School of History, Classics & Archaeology

UncoverED – A collaborative decolonial research project

A new project uncovers the global history of the University of Edinburgh over the past 200 years.

HCA UncoverEd

‘UncoverEd’ is a student-led University of Edinburgh-funded collaborative project with a ‘decolonial’ agenda.

A database of students from Africa, the Caribbean, Asia and the Americas – from as early as 1700 – has been compiled with the aim of producing at least one biography each of a ‘notable’ alumnus, leading up to a website and exhibition currently on display in the Chrystal Macmillan Building.

‘Up to now the university has done very little to acknowledge these figures and many, many others, as notable alumni,’ said Dr Thomas Cunningham, Teaching Fellow in African History within the School of History, Classics and Archaeology and one of the projects leads. ‘On UncoverEd we want to celebrate the successes of alumni from the Caribbean, Africa and Asia, but we also want to force more critical conversations about why their stories have remained silenced an marginalised.’

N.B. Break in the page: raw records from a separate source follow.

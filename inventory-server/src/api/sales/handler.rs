//! Sale API Handlers

use axum::{
    Json,
    extract::{Path, Query, State},
    http::StatusCode,
};
use chrono::{DateTime, Utc};
use serde::Deserialize;
use shared::models::{Sale, SaleCreate, SaleReceipt};

use crate::core::ServerState;
use crate::db::repository::SaleRepository;
use crate::identity::CurrentActor;
use crate::utils::{AppError, AppResult};

const DEFAULT_SALE_LIMIT: i64 = 100;

/// POST /api/sales - record a sale (the atomic deduct-and-log flow)
pub async fn record(
    State(state): State<ServerState>,
    actor: CurrentActor,
    Json(payload): Json<SaleCreate>,
) -> AppResult<(StatusCode, Json<SaleReceipt>)> {
    let receipt = state.sale_recorder.record_sale(payload, &actor.0).await?;
    Ok((StatusCode::CREATED, Json(receipt)))
}

#[derive(Debug, Deserialize)]
pub struct SalesQuery {
    pub from: Option<DateTime<Utc>>,
    pub to: Option<DateTime<Utc>>,
    pub limit: Option<i64>,
}

/// GET /api/sales - sale history, newest first, optional date range
pub async fn list(
    State(state): State<ServerState>,
    Query(query): Query<SalesQuery>,
) -> AppResult<Json<Vec<Sale>>> {
    let repo = SaleRepository::new(state.db.pool.clone());
    let limit = query.limit.unwrap_or(DEFAULT_SALE_LIMIT).clamp(1, 1000);
    let sales = repo.find_all(query.from, query.to, limit).await?;
    Ok(Json(sales))
}

/// GET /api/sales/{id}
pub async fn get_by_id(
    State(state): State<ServerState>,
    Path(id): Path<String>,
) -> AppResult<Json<Sale>> {
    let repo = SaleRepository::new(state.db.pool.clone());
    let sale = repo
        .find_by_id(&id)
        .await?
        .ok_or_else(|| AppError::not_found(format!("Sale {}", id)))?;
    Ok(Json(sale))
}
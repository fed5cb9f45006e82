//! Stock Service (administrative mutations)
//!
//! Product creation and direct inventory changes (restock/adjustment) follow
//! the same contract as the sale recorder: every quantity change pairs with
//! exactly one stock movement, inside one transaction.

use chrono::Utc;
use shared::Actor;
use shared::models::{
    AdjustRequest, InventoryRecord, MovementKind, Product, ProductCreate, ProductUpdate,
    RestockRequest,
};
use validator::Validate;

use super::{AlertEngine, ServiceError, ServiceResult};
use crate::db::DbService;
use crate::db::repository::{
    InventoryRepository, MovementInsert, MovementRepository, ProductRepository,
};

const DEFAULT_REORDER_LEVEL: i64 = 10;
const DEFAULT_MAX_STOCK_LEVEL: i64 = 100;

const RECORD_SELECT: &str = "SELECT product_id, quantity, reorder_level, max_stock_level, \
     location, last_restocked_at FROM inventory WHERE product_id = ?";

#[derive(Clone)]
pub struct StockService {
    db: DbService,
    alerts: AlertEngine,
}

impl StockService {
    pub fn new(db: DbService, alerts: AlertEngine) -> Self {
        Self { db, alerts }
    }

    /// Create a product together with its one-to-one inventory record
    ///
    /// A non-zero initial quantity is logged as an adjustment movement from
    /// zero, so even the first stock on the shelf has an audit entry.
    pub async fn create_product(&self, input: ProductCreate, actor: &Actor) -> ServiceResult<Product> {
        input.validate()?;

        let now = Utc::now();
        let initial_quantity = input.initial_quantity.unwrap_or(0);
        let mut tx = self.db.pool.begin().await?;

        let product_id = ProductRepository::insert(&mut tx, &input, now).await?;
        InventoryRepository::insert(
            &mut tx,
            product_id,
            initial_quantity,
            input.reorder_level.unwrap_or(DEFAULT_REORDER_LEVEL),
            input.max_stock_level.unwrap_or(DEFAULT_MAX_STOCK_LEVEL),
            input.location.as_deref(),
        )
        .await?;

        if initial_quantity > 0 {
            MovementRepository::insert(
                &mut tx,
                &MovementInsert {
                    product_id,
                    kind: MovementKind::Adjustment,
                    delta: initial_quantity,
                    previous_quantity: 0,
                    new_quantity: initial_quantity,
                    reason: Some("initial stock".to_string()),
                    actor_id: actor.id,
                    created_at: now,
                },
            )
            .await?;
        }

        tx.commit().await?;

        tracing::info!(product_id, sku = %input.sku, "product created");

        ProductRepository::new(self.db.pool.clone())
            .find_by_id(product_id)
            .await?
            .ok_or_else(|| ServiceError::NotFound(format!("product {product_id}")))
    }

    /// Update descriptive product fields; a sell-price change raises an
    /// advisory price_change alert (best-effort)
    pub async fn update_product(
        &self,
        id: i64,
        data: ProductUpdate,
        actor: &Actor,
    ) -> ServiceResult<Product> {
        data.validate()?;

        let repo = ProductRepository::new(self.db.pool.clone());
        let before = repo
            .find_by_id(id)
            .await?
            .ok_or_else(|| ServiceError::NotFound(format!("product {id}")))?;

        let new_price = data.sell_price;
        let updated = repo.update(id, &data).await?;

        tracing::info!(product_id = id, actor_id = actor.id, "product updated");

        if let Some(price) = new_price
            && price != before.sell_price
            && let Err(e) = self.alerts.note_price_change(id, before.sell_price, price).await
        {
            tracing::warn!(target: "alerts", error = %e, product_id = id, "price change note failed");
        }

        Ok(updated)
    }

    /// Add stock, stamping last_restocked_at
    ///
    /// Restocks never auto-resolve existing low-stock alerts; they may raise
    /// an overstock alert (best-effort, post-commit).
    pub async fn restock(
        &self,
        product_id: i64,
        req: RestockRequest,
        actor: &Actor,
    ) -> ServiceResult<InventoryRecord> {
        req.validate()?;

        let now = Utc::now();
        let mut tx = self.db.pool.begin().await?;

        let updated = sqlx::query(
            "UPDATE inventory SET quantity = quantity + ?1, last_restocked_at = ?3 \
             WHERE product_id = ?2",
        )
        .bind(req.quantity)
        .bind(product_id)
        .bind(now)
        .execute(&mut *tx)
        .await?;
        if updated.rows_affected() == 0 {
            return Err(ServiceError::NotFound(format!(
                "inventory for product {product_id}"
            )));
        }

        let record: InventoryRecord = sqlx::query_as(RECORD_SELECT)
            .bind(product_id)
            .fetch_one(&mut *tx)
            .await?;

        MovementRepository::insert(
            &mut tx,
            &MovementInsert {
                product_id,
                kind: MovementKind::Restock,
                delta: req.quantity,
                previous_quantity: record.quantity - req.quantity,
                new_quantity: record.quantity,
                reason: req.reason.clone(),
                actor_id: actor.id,
                created_at: now,
            },
        )
        .await?;

        tx.commit().await?;

        tracing::info!(product_id, quantity = req.quantity, new_quantity = record.quantity, "restocked");

        if let Err(e) = self
            .alerts
            .evaluate_overstock(product_id, record.quantity, record.max_stock_level)
            .await
        {
            tracing::warn!(target: "alerts", error = %e, product_id, "post-restock alert evaluation failed");
        }

        Ok(record)
    }

    /// Set the absolute quantity (stocktake correction, return, damage
    /// write-off), logging the delta
    pub async fn adjust(
        &self,
        product_id: i64,
        req: AdjustRequest,
        actor: &Actor,
    ) -> ServiceResult<InventoryRecord> {
        req.validate()?;

        let kind = req.kind.unwrap_or(MovementKind::Adjustment);
        if matches!(kind, MovementKind::Sale | MovementKind::Restock) {
            return Err(ServiceError::Validation(
                "adjustment kind must be adjustment, return or damage".into(),
            ));
        }

        let now = Utc::now();
        let mut tx = self.db.pool.begin().await?;

        let previous: Option<(i64,)> =
            sqlx::query_as("SELECT quantity FROM inventory WHERE product_id = ?")
                .bind(product_id)
                .fetch_optional(&mut *tx)
                .await?;
        let Some((previous_quantity,)) = previous else {
            return Err(ServiceError::NotFound(format!(
                "inventory for product {product_id}"
            )));
        };

        if previous_quantity == req.new_quantity {
            // No change, no movement
            drop(tx);
            return InventoryRepository::new(self.db.pool.clone())
                .find_by_product(product_id)
                .await?
                .ok_or_else(|| ServiceError::NotFound(format!("inventory for product {product_id}")));
        }

        sqlx::query("UPDATE inventory SET quantity = ?1 WHERE product_id = ?2")
            .bind(req.new_quantity)
            .bind(product_id)
            .execute(&mut *tx)
            .await?;

        MovementRepository::insert(
            &mut tx,
            &MovementInsert {
                product_id,
                kind,
                delta: req.new_quantity - previous_quantity,
                previous_quantity,
                new_quantity: req.new_quantity,
                reason: Some(req.reason.clone()),
                actor_id: actor.id,
                created_at: now,
            },
        )
        .await?;

        let record: InventoryRecord = sqlx::query_as(RECORD_SELECT)
            .bind(product_id)
            .fetch_one(&mut *tx)
            .await?;

        tx.commit().await?;

        tracing::info!(
            product_id,
            kind = kind.as_str(),
            previous_quantity,
            new_quantity = req.new_quantity,
            "inventory adjusted"
        );

        if record.quantity <= record.reorder_level
            && let Err(e) = self
                .alerts
                .evaluate_low_stock(product_id, record.quantity, record.reorder_level)
                .await
        {
            tracing::warn!(target: "alerts", error = %e, product_id, "post-adjust alert evaluation failed");
        }

        Ok(record)
    }
}
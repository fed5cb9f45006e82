//! Inventory Model (stock levels + movement audit trail)

use chrono::{DateTime, Utc};
use serde::{Deserialize, Serialize};
use validator::Validate;

/// Inventory record, one-to-one with a product
///
/// `quantity >= 0` at all times; a sale that would violate this is rejected
/// entirely. Quantity is only ever written through the sale recorder or the
/// administrative stock service, both of which pair the write with a
/// [`StockMovement`].
#[derive(Debug, Clone, Serialize, Deserialize)]
#[cfg_attr(feature = "db", derive(sqlx::FromRow))]
pub struct InventoryRecord {
    pub product_id: i64,
    pub quantity: i64,
    /// Threshold at or below which low-stock status applies
    pub reorder_level: i64,
    /// Threshold at or above which overstock status applies
    pub max_stock_level: i64,
    pub location: Option<String>,
    pub last_restocked_at: Option<DateTime<Utc>>,
}

/// Inventory record joined with its product (list views)
#[derive(Debug, Clone, Serialize, Deserialize)]
#[cfg_attr(feature = "db", derive(sqlx::FromRow))]
pub struct InventoryLevel {
    pub product_id: i64,
    pub name: String,
    pub sku: String,
    pub category: String,
    pub quantity: i64,
    pub reorder_level: i64,
    pub max_stock_level: i64,
    pub location: Option<String>,
    pub last_restocked_at: Option<DateTime<Utc>>,
}

/// Update payload for inventory thresholds/metadata
///
/// Quantity is deliberately absent; use restock/adjust so the change is
/// paired with a movement record.
#[derive(Debug, Clone, Default, Serialize, Deserialize, Validate)]
pub struct InventoryLevelsUpdate {
    #[validate(range(min = 0))]
    pub reorder_level: Option<i64>,
    #[validate(range(min = 0))]
    pub max_stock_level: Option<i64>,
    pub location: Option<String>,
}

/// Restock payload (adds to the current quantity)
#[derive(Debug, Clone, Serialize, Deserialize, Validate)]
pub struct RestockRequest {
    #[validate(range(min = 1))]
    pub quantity: i64,
    pub reason: Option<String>,
}

/// Adjustment payload (sets the absolute quantity)
#[derive(Debug, Clone, Serialize, Deserialize, Validate)]
pub struct AdjustRequest {
    #[validate(range(min = 0))]
    pub new_quantity: i64,
    /// `adjustment` (default), `return` or `damage`
    pub kind: Option<MovementKind>,
    #[validate(length(min = 1))]
    pub reason: String,
}

/// Why an inventory quantity changed
#[derive(Debug, Clone, Copy, PartialEq, Eq, Serialize, Deserialize)]
#[serde(rename_all = "snake_case")]
#[cfg_attr(feature = "db", derive(sqlx::Type))]
#[cfg_attr(feature = "db", sqlx(rename_all = "snake_case"))]
pub enum MovementKind {
    Sale,
    Restock,
    Adjustment,
    Return,
    Damage,
}

impl MovementKind {
    pub fn as_str(&self) -> &'static str {
        match self {
            MovementKind::Sale => "sale",
            MovementKind::Restock => "restock",
            MovementKind::Adjustment => "adjustment",
            MovementKind::Return => "return",
            MovementKind::Damage => "damage",
        }
    }
}

/// Immutable audit entry for a quantity change
///
/// Append-only; `new_quantity = previous_quantity + delta` is enforced by a
/// CHECK constraint. This is the system-of-record for "why did inventory
/// change".
#[derive(Debug, Clone, Serialize, Deserialize)]
#[cfg_attr(feature = "db", derive(sqlx::FromRow))]
pub struct StockMovement {
    pub id: i64,
    pub product_id: i64,
    pub kind: MovementKind,
    /// Signed quantity delta (negative for sales/damage)
    pub delta: i64,
    pub previous_quantity: i64,
    pub new_quantity: i64,
    pub reason: Option<String>,
    /// Actor attribution (audit)
    pub actor_id: i64,
    pub created_at: DateTime<Utc>,
}
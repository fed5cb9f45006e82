//! Product Model

use chrono::{DateTime, Utc};
use serde::{Deserialize, Serialize};
use validator::Validate;

/// Product entity
#[derive(Debug, Clone, Serialize, Deserialize)]
#[cfg_attr(feature = "db", derive(sqlx::FromRow))]
pub struct Product {
    pub id: i64,
    pub name: String,
    pub category: String,
    pub supplier: Option<String>,
    pub cost_price: f64,
    pub sell_price: f64,
    /// Unique stock keeping unit
    pub sku: String,
    /// Optional image reference (path or URL, served elsewhere)
    pub image: Option<String>,
    pub created_at: DateTime<Utc>,
    pub updated_at: DateTime<Utc>,
}

/// Create product payload
///
/// Creating a product also creates its one-to-one inventory record; a
/// non-zero `initial_quantity` is logged as an adjustment movement from 0.
#[derive(Debug, Clone, Serialize, Deserialize, Validate)]
pub struct ProductCreate {
    #[validate(length(min = 1))]
    pub name: String,
    #[validate(length(min = 1))]
    pub category: String,
    pub supplier: Option<String>,
    #[validate(range(min = 0.0))]
    pub cost_price: f64,
    #[validate(range(min = 0.0))]
    pub sell_price: f64,
    #[validate(length(min = 1))]
    pub sku: String,
    pub image: Option<String>,

    // Initial inventory settings
    #[validate(range(min = 0))]
    pub initial_quantity: Option<i64>,
    #[validate(range(min = 0))]
    pub reorder_level: Option<i64>,
    #[validate(range(min = 0))]
    pub max_stock_level: Option<i64>,
    pub location: Option<String>,
}

/// Update product payload (descriptive fields only; identity is immutable)
#[derive(Debug, Clone, Default, Serialize, Deserialize, Validate)]
pub struct ProductUpdate {
    #[validate(length(min = 1))]
    pub name: Option<String>,
    #[validate(length(min = 1))]
    pub category: Option<String>,
    pub supplier: Option<String>,
    #[validate(range(min = 0.0))]
    pub cost_price: Option<f64>,
    #[validate(range(min = 0.0))]
    pub sell_price: Option<f64>,
    pub image: Option<String>,
}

‘One of our aims is to begin the process of making these individuals' life stories part of the public, institutional memory of the university: we want to erect plaques commemorating them and to name buildings after them, for example. But we also want to open up wider, critical, debates about how prominent, prestigious, elite institutions such as ours can and should engage with their imperial histories. And we hope that our project will open up wider, critical, debates about how prominent, prestigious, elite institutions deal with the marginalised and erased histories that exist within them.’

The research group (from a variety of degree levels and subject areas including History), started the project during Welcome Week in September 2018, beginning with the archives of the University’s newspaper ‘The Student’ as a source.  

Notable, publicly prominent graduates include:

William Ferguson – From Jamaica, he became Governor of the British colony of Sierra Leone (the first and last governor of African descent) in 1845;

James Africanus Horton – Described as "the father of modern African political thought", Horton was from Sierra Leone, graduating from Edinburgh in medicine in 1859; 

Kadambini Ganguly – Originally from Bihar, India, she was one of the first women from South Asia to study western medicine, graduating in 1889; 

Yuan Changying – Playwright and the first Chinese woman to graduate from a European university.  

Ansuyah Singh – An Indian-South African, she graduated in medicine in 1944 and became one of the most prominent anti-apartheid politicians in mid 20thC South Africa;

Flora Nwapa – The Nigerian novelist, who has been described as "the mother of modernist African literature", graduated with a diploma in Education in 1958;

David Pitt – After completing a degree in medicine in Edinburgh, Pitt returned to the Caribbean where he began his medical and political career. He moved to London in 1947 becoming a Labour MP, playing a key role in campaigning against racism and being appointed to the House of Lords in 1975.